#### YOUR TASK
Figure out how many lines in the records below hold the string "inames". That number alone is the answer.

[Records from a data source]
>>>
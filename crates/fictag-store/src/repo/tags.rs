use crate::error::{Result, StoreError};
use fictag_core::domain::{StoryId, Tag, TagCategoryId, TagId, TagSort, UserId};
use rusqlite::{params, params_from_iter, Connection};

pub(crate) const TAG_COLUMNS: &str = "tags.id, tags.name, tags.iname, tags.category_id, tags.description, \
     tags.is_spoiler, tags.is_extreme_tag, tags.is_alias_for, tags.is_hidden_alias, \
     tags.reason_to_blacklist, tags.stories_count, tags.published_stories_count, \
     tags.created_at, tags.updated_at, tags.created_by";

const CANONICAL: &str = "tags.is_alias_for IS NULL AND tags.reason_to_blacklist = ''";

#[derive(Debug, Clone)]
pub struct TagNewRow {
    pub name: String,
    pub iname: String,
    pub category_id: Option<TagCategoryId>,
    pub description: String,
    pub is_spoiler: bool,
    pub is_extreme_tag: bool,
    pub created_by: Option<UserId>,
}

pub struct TagsRepo<'a> {
    conn: &'a Connection,
}

impl<'a> TagsRepo<'a> {
    pub fn new(conn: &'a Connection) -> Self {
        Self { conn }
    }

    pub fn insert(&self, now_utc: i64, input: TagNewRow) -> Result<Tag> {
        self.conn.execute(
            "INSERT INTO tags (name, iname, category_id, description, is_spoiler, is_extreme_tag, created_at, updated_at, created_by)
             VALUES (?1, ?2, ?3, ?4, ?5, ?6, ?7, ?7, ?8);",
            params![
                input.name,
                input.iname,
                input.category_id.map(|id| id.get()),
                input.description,
                input.is_spoiler,
                input.is_extreme_tag,
                now_utc,
                input.created_by.map(|id| id.get()),
            ],
        )?;
        let id = TagId(self.conn.last_insert_rowid());
        self.require(id)
    }

    pub fn get(&self, id: TagId) -> Result<Option<Tag>> {
        let sql = format!("SELECT {TAG_COLUMNS} FROM tags WHERE tags.id = ?1;");
        let mut stmt = self.conn.prepare(&sql)?;
        let mut rows = stmt.query([id.get()])?;
        if let Some(row) = rows.next()? {
            Ok(Some(tag_from_row(row)?))
        } else {
            Ok(None)
        }
    }

    pub fn require(&self, id: TagId) -> Result<Tag> {
        self.get(id)?
            .ok_or_else(|| StoreError::NotFound(format!("tag {id}")))
    }

    pub fn get_by_iname(&self, iname: &str) -> Result<Option<Tag>> {
        let sql = format!("SELECT {TAG_COLUMNS} FROM tags WHERE tags.iname = ?1;");
        let mut stmt = self.conn.prepare_cached(&sql)?;
        let mut rows = stmt.query([iname])?;
        if let Some(row) = rows.next()? {
            Ok(Some(tag_from_row(row)?))
        } else {
            Ok(None)
        }
    }

    /// Multi-key lookup; relies on the binary collation of `tags.iname`.
    pub fn list_by_inames(&self, inames: &[&str]) -> Result<Vec<Tag>> {
        if inames.is_empty() {
            return Ok(Vec::new());
        }
        let placeholders = vec!["?"; inames.len()].join(", ");
        let sql = format!("SELECT {TAG_COLUMNS} FROM tags WHERE tags.iname IN ({placeholders});");
        let mut stmt = self.conn.prepare(&sql)?;
        let mut rows = stmt.query(params_from_iter(inames.iter()))?;
        collect_tags(&mut rows)
    }

    /// Writes every mutable column except the story counters, which only move
    /// through [`TagsRepo::adjust_counts`].
    pub fn save(&self, tag: &Tag) -> Result<()> {
        let updated = self.conn.execute(
            "UPDATE tags SET name = ?2, iname = ?3, category_id = ?4, description = ?5,
                 is_spoiler = ?6, is_extreme_tag = ?7, is_alias_for = ?8, is_hidden_alias = ?9,
                 reason_to_blacklist = ?10, updated_at = ?11
             WHERE id = ?1;",
            params![
                tag.id.get(),
                tag.name,
                tag.iname,
                tag.category_id.map(|id| id.get()),
                tag.description,
                tag.is_spoiler,
                tag.is_extreme_tag,
                tag.is_alias_for.map(|id| id.get()),
                tag.is_hidden_alias,
                tag.reason_to_blacklist,
                tag.updated_at,
            ],
        )?;
        if updated == 0 {
            return Err(StoreError::NotFound(format!("tag {}", tag.id)));
        }
        Ok(())
    }

    pub fn adjust_counts(&self, id: TagId, stories: i64, published: i64) -> Result<()> {
        self.conn.execute(
            "UPDATE tags SET stories_count = MAX(stories_count + ?2, 0),
                 published_stories_count = MAX(published_stories_count + ?3, 0)
             WHERE id = ?1;",
            params![id.get(), stories, published],
        )?;
        Ok(())
    }

    /// Recomputes both counters from story associations. Returns the number
    /// of rows whose counters changed.
    pub fn recount(&self, id: Option<TagId>) -> Result<usize> {
        let changed = self.conn.execute(
            "UPDATE tags SET
                 stories_count = (SELECT COUNT(*) FROM story_tags st WHERE st.tag_id = tags.id),
                 published_stories_count = (
                     SELECT COUNT(*) FROM story_tags st
                     INNER JOIN stories s ON s.id = st.story_id
                     WHERE st.tag_id = tags.id AND s.published = 1
                 )
             WHERE (?1 IS NULL OR tags.id = ?1)
               AND (stories_count <> (SELECT COUNT(*) FROM story_tags st WHERE st.tag_id = tags.id)
                 OR published_stories_count <> (
                     SELECT COUNT(*) FROM story_tags st
                     INNER JOIN stories s ON s.id = st.story_id
                     WHERE st.tag_id = tags.id AND s.published = 1
                 ));",
            [id.map(|id| id.get())],
        )?;
        Ok(changed)
    }

    pub fn delete(&self, id: TagId) -> Result<()> {
        let deleted = self
            .conn
            .execute("DELETE FROM tags WHERE id = ?1;", [id.get()])?;
        if deleted == 0 {
            return Err(StoreError::NotFound(format!("tag {id}")));
        }
        Ok(())
    }

    pub fn list_all(&self, sort: TagSort) -> Result<Vec<Tag>> {
        let sql = format!("SELECT {TAG_COLUMNS} FROM tags ORDER BY {};", order_by(sort));
        let mut stmt = self.conn.prepare(&sql)?;
        let mut rows = stmt.query([])?;
        collect_tags(&mut rows)
    }

    pub fn list_canonical(&self, sort: TagSort) -> Result<Vec<Tag>> {
        let sql = format!(
            "SELECT {TAG_COLUMNS} FROM tags WHERE {CANONICAL} ORDER BY {};",
            order_by(sort)
        );
        let mut stmt = self.conn.prepare(&sql)?;
        let mut rows = stmt.query([])?;
        collect_tags(&mut rows)
    }

    pub fn list_blacklisted(&self) -> Result<Vec<Tag>> {
        let sql = format!(
            "SELECT {TAG_COLUMNS} FROM tags WHERE tags.reason_to_blacklist <> '' ORDER BY tags.iname ASC;"
        );
        let mut stmt = self.conn.prepare(&sql)?;
        let mut rows = stmt.query([])?;
        collect_tags(&mut rows)
    }

    /// Aliases pointing at any of `targets`, ordered by key.
    pub fn aliases_of(&self, targets: &[TagId], include_hidden: bool) -> Result<Vec<Tag>> {
        if targets.is_empty() {
            return Ok(Vec::new());
        }
        let placeholders = vec!["?"; targets.len()].join(", ");
        let hidden_filter = if include_hidden {
            ""
        } else {
            " AND tags.is_hidden_alias = 0"
        };
        let sql = format!(
            "SELECT {TAG_COLUMNS} FROM tags
             WHERE tags.is_alias_for IN ({placeholders}){hidden_filter}
             ORDER BY tags.iname ASC;"
        );
        let mut stmt = self.conn.prepare(&sql)?;
        let mut rows = stmt.query(params_from_iter(targets.iter().map(|id| id.get())))?;
        collect_tags(&mut rows)
    }

    /// Canonical tags whose key starts with `prefix`, most used first.
    pub fn canonical_with_prefix(&self, prefix: &str, limit: usize) -> Result<Vec<Tag>> {
        let sql = format!(
            "SELECT {TAG_COLUMNS} FROM tags
             WHERE substr(tags.iname, 1, ?2) = ?1 AND {CANONICAL}
             ORDER BY tags.published_stories_count DESC, tags.iname ASC
             LIMIT ?3;"
        );
        let mut stmt = self.conn.prepare(&sql)?;
        let mut rows = stmt.query(params![
            prefix,
            prefix.chars().count() as i64,
            limit as i64
        ])?;
        collect_tags(&mut rows)
    }

    pub fn aliases_with_prefix(&self, prefix: &str, limit: usize) -> Result<Vec<Tag>> {
        let sql = format!(
            "SELECT {TAG_COLUMNS} FROM tags
             WHERE substr(tags.iname, 1, ?2) = ?1 AND tags.is_alias_for IS NOT NULL
             ORDER BY tags.iname ASC
             LIMIT ?3;"
        );
        let mut stmt = self.conn.prepare(&sql)?;
        let mut rows = stmt.query(params![
            prefix,
            prefix.chars().count() as i64,
            limit as i64
        ])?;
        collect_tags(&mut rows)
    }

    pub fn list_for_story(&self, story_id: StoryId) -> Result<Vec<Tag>> {
        let sql = format!(
            "SELECT {TAG_COLUMNS} FROM tags
             INNER JOIN story_tags ON story_tags.tag_id = tags.id
             WHERE story_tags.story_id = ?1
             ORDER BY tags.iname ASC;"
        );
        let mut stmt = self.conn.prepare(&sql)?;
        let mut rows = stmt.query([story_id.get()])?;
        collect_tags(&mut rows)
    }
}

fn order_by(sort: TagSort) -> &'static str {
    match sort {
        TagSort::Name => "tags.iname ASC",
        TagSort::Date => "tags.created_at DESC, tags.id DESC",
        TagSort::Stories => "tags.published_stories_count DESC, tags.iname ASC",
    }
}

fn collect_tags(rows: &mut rusqlite::Rows<'_>) -> Result<Vec<Tag>> {
    let mut tags = Vec::new();
    while let Some(row) = rows.next()? {
        tags.push(tag_from_row(row)?);
    }
    Ok(tags)
}

pub(crate) fn tag_from_row(row: &rusqlite::Row<'_>) -> Result<Tag> {
    Ok(Tag {
        id: TagId(row.get(0)?),
        name: row.get(1)?,
        iname: row.get(2)?,
        category_id: row.get::<_, Option<i64>>(3)?.map(TagCategoryId),
        description: row.get(4)?,
        is_spoiler: row.get(5)?,
        is_extreme_tag: row.get(6)?,
        is_alias_for: row.get::<_, Option<i64>>(7)?.map(TagId),
        is_hidden_alias: row.get(8)?,
        reason_to_blacklist: row.get(9)?,
        stories_count: row.get(10)?,
        published_stories_count: row.get(11)?,
        created_at: row.get(12)?,
        updated_at: row.get(13)?,
        created_by: row.get::<_, Option<i64>>(14)?.map(UserId),
    })
}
<<<
#### EXERCISE OUTPUT
4